Predicting that rents would fall once the ban on residential construction was lifted and migration rates subsided, the influential National Association of Real Estate Boards (NAREB) declared that the housing emergency was over.

It was wrong. Instead, shortages of capital, labor and materials still tied up in the war effort kept residential construction rates low even as urban populations continued to rise. Philadelphia’s United Tenants Protective Association, a group that claimed to represent 30,000 of the city’s tenants, insisted that the housing shortage was far from over. “Our boys won the war,” read one placard hung on the door of an apartment in the working-class Kensington neighborhood. “Let Americans also win this war against rent sharks.” “Casualty lists” were distributed bearing the names of Philadelphians evicted from their homes, as well as the names of the landlords responsible.

Even when residential construction rates finally did pick up in the mid-1920s, housing remained unaffordable for many working-class tenants, especially Black Americans. Segregation intensified in the 1920s as NAREB encouraged its members to use racially restrictive covenants. Philadelphia’s Black press and the Armstrong Association, a local civil rights group, defined the ongoing fight against evictions as a matter of racial justice. The Philadelphia Tribune reported that restrictive covenants barred Black Americans from buying or leasing any of the 35,000 homes constructed during 1924.

The postwar tenants movement faced significant obstacles. Philadelphia’s local real estate lobby launched a press campaign that sought to distinguish what the industry today calls “mom-and-pop landlords” from the popularly vilified “rent profiteers.” These tactics helped persuade the Pennsylvania legislature to reject rent-control bills in 1919, 1921 and 1923, with one representative conceding that rents were unacceptably high but remaining reluctant to place a burden on “reputable landlords.” Tenant advocates were more successful in passing legislation in New York state, which regulated rents through 1929.

State legislators also took no action against racially restrictive covenants, which the Supreme Court upheld in 1926.

Still, Philadelphia tenants scored a number of victories. More than 200 tenants who rented homes from wealthy coal merchant William Bryant refused to pay increased rents. After a protracted court battle, Bryant gave way. Under pressure from tenants, Philadelphia’s real estate association agreed to a new standard lease form, and a local judge refused to issue eviction writs. Warehouse workers closed their doors to constables who sought to remove tenants’ furniture after evictions, and plumbers restored tenants’ water when landlords shut it off.

The city’s tenants also won support from the Philadelphia Housing Association, the Philadelphia Legal Aid Bureau, several state senators and much of the press. Activists helped convince their new allies that housing markets required government intervention even in peacetime, setting the stage for the establishment of permanent public housing programs and other reforms in years to come.
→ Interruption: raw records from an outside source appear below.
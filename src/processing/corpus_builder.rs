//! Corpus building: keyword counts harvested from job-description exports
//!
//! The input is a CSV with `high_priority_keywords` and
//! `low_priority_keywords` columns, one job posting per row. The output is a
//! `keyword,count,priority,roles` CSV that [`KeywordCorpus::load`] reads back
//! with `count` as the weight.
//!
//! [`KeywordCorpus::load`]: crate::processing::KeywordCorpus::load

use crate::error::{Result, ResumeTailorError};
use csv::{ReaderBuilder, Trim, WriterBuilder};
use log::{debug, info, warn};
use serde::{Deserialize, Serialize};
use std::collections::HashMap;
use std::path::Path;

/// Number of high-priority keywords reported after a build.
pub const TOP_KEYWORDS: usize = 20;

#[derive(Debug, Clone, Copy, PartialEq, Eq, Serialize, Deserialize)]
#[serde(rename_all = "lowercase")]
pub enum Priority {
    High,
    Low,
}

#[derive(Debug, Clone, PartialEq, Eq)]
pub struct KeywordCount {
    pub keyword: String,
    pub count: usize,
    pub priority: Priority,
}

#[derive(Debug, Deserialize)]
struct PostingRow {
    #[serde(default)]
    high_priority_keywords: Option<String>,
    #[serde(default)]
    low_priority_keywords: Option<String>,
}

#[derive(Serialize)]
struct CorpusRecord<'a> {
    keyword: &'a str,
    count: usize,
    priority: Priority,
    roles: &'a str,
}

/// Per-priority keyword counts over any number of postings.
#[derive(Debug, Clone, Default)]
pub struct CorpusBuilder {
    high: HashMap<String, usize>,
    low: HashMap<String, usize>,
    postings: usize,
}

impl CorpusBuilder {
    pub fn new() -> Self {
        Self::default()
    }

    /// Count keywords from every posting in a job-description CSV.
    pub fn from_path(path: &Path) -> Result<Self> {
        let corpus_error = |reason: String| ResumeTailorError::CorpusLoad {
            path: path.to_path_buf(),
            reason,
        };

        let mut reader = ReaderBuilder::new()
            .trim(Trim::All)
            .from_path(path)
            .map_err(|e| corpus_error(e.to_string()))?;

        let mut builder = Self::new();
        for record in reader.deserialize::<PostingRow>() {
            let row = record.map_err(|e| corpus_error(e.to_string()))?;
            builder.add_posting(
                row.high_priority_keywords.as_deref(),
                row.low_priority_keywords.as_deref(),
            );
        }

        if builder.high.is_empty() && builder.low.is_empty() {
            warn!("No keywords found in {}", path.display());
        }
        info!(
            "Counted {} high and {} low priority keywords over {} postings from {}",
            builder.high.len(),
            builder.low.len(),
            builder.postings,
            path.display()
        );
        Ok(builder)
    }

    pub fn add_posting(&mut self, high: Option<&str>, low: Option<&str>) {
        self.postings += 1;
        for keyword in high.map(extract_keywords).unwrap_or_default() {
            *self.high.entry(keyword).or_default() += 1;
        }
        for keyword in low.map(extract_keywords).unwrap_or_default() {
            *self.low.entry(keyword).or_default() += 1;
        }
    }

    pub fn postings(&self) -> usize {
        self.postings
    }

    /// High-priority keywords by count, then low-priority ones. A keyword
    /// counted under both priorities is listed once, as high.
    pub fn entries(&self) -> Vec<KeywordCount> {
        let mut entries = ranked(&self.high, Priority::High);
        let low = ranked(&self.low, Priority::Low)
            .into_iter()
            .filter(|entry| !self.high.contains_key(&entry.keyword));
        entries.extend(low);
        entries
    }

    /// The `limit` most frequent high-priority keywords.
    pub fn top_high(&self, limit: usize) -> Vec<String> {
        ranked(&self.high, Priority::High)
            .into_iter()
            .take(limit)
            .map(|entry| entry.keyword)
            .collect()
    }

    /// Corpus CSV with every row tagged for `role`.
    pub fn to_csv(&self, role: &str) -> Result<String> {
        let mut writer = WriterBuilder::new().from_writer(Vec::new());
        for entry in self.entries() {
            writer
                .serialize(CorpusRecord {
                    keyword: &entry.keyword,
                    count: entry.count,
                    priority: entry.priority,
                    roles: role,
                })
                .map_err(std::io::Error::from)?;
        }
        let bytes = writer.into_inner().map_err(|e| e.into_error())?;
        String::from_utf8(bytes).map_err(|e| ResumeTailorError::InvalidInput(e.to_string()))
    }
}

fn ranked(counts: &HashMap<String, usize>, priority: Priority) -> Vec<KeywordCount> {
    let mut entries: Vec<KeywordCount> = counts
        .iter()
        .map(|(keyword, count)| KeywordCount {
            keyword: keyword.clone(),
            count: *count,
            priority,
        })
        .collect();
    entries.sort_by(|a, b| b.count.cmp(&a.count).then_with(|| a.keyword.cmp(&b.keyword)));
    entries
}

/// Lowercased words of a keyword cell with punctuation treated as spaces,
/// followed by the whole cell as one phrase when it has several words.
pub fn extract_keywords(text: &str) -> Vec<String> {
    let cleaned: String = text
        .to_lowercase()
        .chars()
        .map(|c| if c.is_alphanumeric() || c == '_' || c.is_whitespace() { c } else { ' ' })
        .collect();

    let mut keywords: Vec<String> = cleaned.split_whitespace().map(str::to_string).collect();
    if keywords.len() > 1 {
        let phrase = keywords.join(" ");
        debug!("Keeping phrase '{}'", phrase);
        keywords.push(phrase);
    }
    keywords
}

#[cfg(test)]
mod tests {
    use super::*;
    use std::io::Write;

    fn postings_file(content: &str) -> tempfile::NamedTempFile {
        let mut file = tempfile::NamedTempFile::new().unwrap();
        file.write_all(content.as_bytes()).unwrap();
        file
    }

    #[test]
    fn test_extract_keywords() {
        assert_eq!(extract_keywords("Python"), vec!["python"]);
        assert_eq!(
            extract_keywords("Apache Spark, SQL"),
            vec!["apache", "spark", "sql", "apache spark sql"]
        );
        assert_eq!(extract_keywords("CI/CD"), vec!["ci", "cd", "ci cd"]);
        assert!(extract_keywords("  ,; ").is_empty());
    }

    #[test]
    fn test_counts_ranked_by_priority() {
        let mut builder = CorpusBuilder::new();
        builder.add_posting(Some("python"), Some("looker"));
        builder.add_posting(Some("Python"), Some("tableau"));
        builder.add_posting(Some("kafka"), Some("Looker, python"));
        builder.add_posting(None, None);

        assert_eq!(builder.postings(), 4);
        let entries = builder.entries();
        let summary: Vec<(&str, usize, Priority)> = entries
            .iter()
            .map(|e| (e.keyword.as_str(), e.count, e.priority))
            .collect();
        assert_eq!(
            summary,
            vec![
                ("python", 2, Priority::High),
                ("kafka", 1, Priority::High),
                ("looker", 2, Priority::Low),
                ("looker python", 1, Priority::Low),
                ("tableau", 1, Priority::Low),
            ]
        );
        assert_eq!(builder.top_high(1), vec!["python"]);
    }

    #[test]
    fn test_csv_round_trip_through_corpus() {
        let file = postings_file(
            "title,high_priority_keywords,low_priority_keywords\n\
             DE,\"python, sql\",looker\n\
             DE II,python,\n\
             Analyst,,looker\n",
        );
        let builder = CorpusBuilder::from_path(file.path()).unwrap();
        let csv = builder.to_csv("data_engineer").unwrap();

        assert!(csv.starts_with("keyword,count,priority,roles\npython,2,high,data_engineer\n"));
        assert!(csv.ends_with("looker,2,low,data_engineer\n"));

        let corpus_file = postings_file(&csv);
        let corpus = crate::processing::KeywordCorpus::load(
            corpus_file.path(),
            "data_engineer",
            &crate::processing::AliasTable::default(),
        )
        .unwrap();
        assert_eq!(corpus.keywords()[0].text, "python");
        assert_eq!(corpus.len(), 4);
    }

    #[test]
    fn test_missing_postings_file_is_corpus_error() {
        let err = CorpusBuilder::from_path(Path::new("no/such/postings.csv")).unwrap_err();
        assert!(matches!(err, ResumeTailorError::CorpusLoad { .. }));
    }
}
While federal policies have often failed to curb and even exacerbated inequality and segregation, historians have shown that limited government action has also served as a springboard for activists.

Thanks in part to the demands of struggling tenants, rent controls during World War II were more widespread and lasted longer. Black women in postwar Baltimore and Philadelphia compelled local and federal authorities to make government housing projects in their cities safer, more affordable and more inclusive. When the passage of fair-housing legislation in the 1960s not only failed to desegregate the real estate market but encouraged investors to prey on Black homeowners, those homeowners waged legal battles against the Department of Housing and Urban Development and won.

Today, housing activists are regrouping in the wake of the Supreme Court’s ruling. They are organizing rent strikes, making sure tenants know about the rights they still have under state and local laws and advancing legislation to expand access to affordable housing. Their efforts will come too late for the hundreds of thousands of tenants already evicted during the pandemic, but they may yet lead to more-lasting change.

Tenants’ fight won’t end with the eviction moratorium. After all, it didn’t start with it.